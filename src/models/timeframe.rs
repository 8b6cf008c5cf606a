use anyhow::{anyhow, Error, Result};
use serde::{Deserialize, Serialize};
use std::{
    fmt::{Display, Formatter},
    str::FromStr,
};

/// Candle resolution understood by the execution engine.
#[derive(Debug, Clone, Copy, PartialEq, Eq, Hash)]
pub enum Interval {
    Minute1,
    Minute2,
    Minute3,
    Minute5,
    Minute10,
    Minute15,
    Hour1,
    Hour4,
}

impl Interval {
    pub fn code(&self) -> &'static str {
        match self {
            Interval::Minute1 => "c1m",
            Interval::Minute2 => "c2m",
            Interval::Minute3 => "c3m",
            Interval::Minute5 => "c5m",
            Interval::Minute10 => "c10m",
            Interval::Minute15 => "c15m",
            Interval::Hour1 => "c1h",
            Interval::Hour4 => "c4h",
        }
    }
}

impl FromStr for Interval {
    type Err = Error;

    fn from_str(s: &str) -> Result<Self> {
        let interval = match s {
            "c1m" => Interval::Minute1,
            "c2m" => Interval::Minute2,
            "c3m" => Interval::Minute3,
            "c5m" => Interval::Minute5,
            "c10m" => Interval::Minute10,
            "c15m" => Interval::Minute15,
            "c1h" => Interval::Hour1,
            "c4h" => Interval::Hour4,
            _ => return Err(anyhow!("Unknown interval code '{}'.", s)),
        };

        Ok(interval)
    }
}

impl Display for Interval {
    fn fmt(&self, f: &mut Formatter<'_>) -> std::fmt::Result {
        write!(f, "{}", self.code())
    }
}

/// Interval code, optionally namespaced by venue (`<venue>.<code>`).
///
/// The engine receives the full tag verbatim in the `type` field of a submit
/// frame, so the venue prefix is preserved through a parse/format cycle.
#[derive(Debug, Clone, PartialEq, Eq, Hash, Serialize, Deserialize)]
#[serde(try_from = "String", into = "String")]
pub struct Timeframe {
    pub venue: Option<String>,
    pub interval: Interval,
}

impl Timeframe {
    pub fn new(interval: Interval) -> Self {
        Self {
            venue: None,
            interval,
        }
    }

    pub fn on_venue(venue: &str, interval: Interval) -> Self {
        Self {
            venue: Some(venue.to_string()),
            interval,
        }
    }
}

impl FromStr for Timeframe {
    type Err = Error;

    fn from_str(s: &str) -> Result<Self> {
        let s = s.trim();

        match s.rsplit_once('.') {
            Some((venue, code)) => {
                if venue.is_empty() {
                    return Err(anyhow!("Timeframe '{}' has an empty venue.", s));
                }

                Ok(Self::on_venue(venue, code.parse()?))
            }
            None => Ok(Self::new(s.parse()?)),
        }
    }
}

impl TryFrom<String> for Timeframe {
    type Error = Error;

    fn try_from(value: String) -> Result<Self> {
        value.parse()
    }
}

impl From<Timeframe> for String {
    fn from(value: Timeframe) -> Self {
        value.to_string()
    }
}

impl Display for Timeframe {
    fn fmt(&self, f: &mut Formatter<'_>) -> std::fmt::Result {
        match &self.venue {
            Some(venue) => write!(f, "{}.{}", venue, self.interval),
            None => write!(f, "{}", self.interval),
        }
    }
}
pub mod config;
pub mod constants;
pub mod logging;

======

How many lines in the listing contain the word "type"? Answer with the count and nothing else.

*Exercise answer*:
4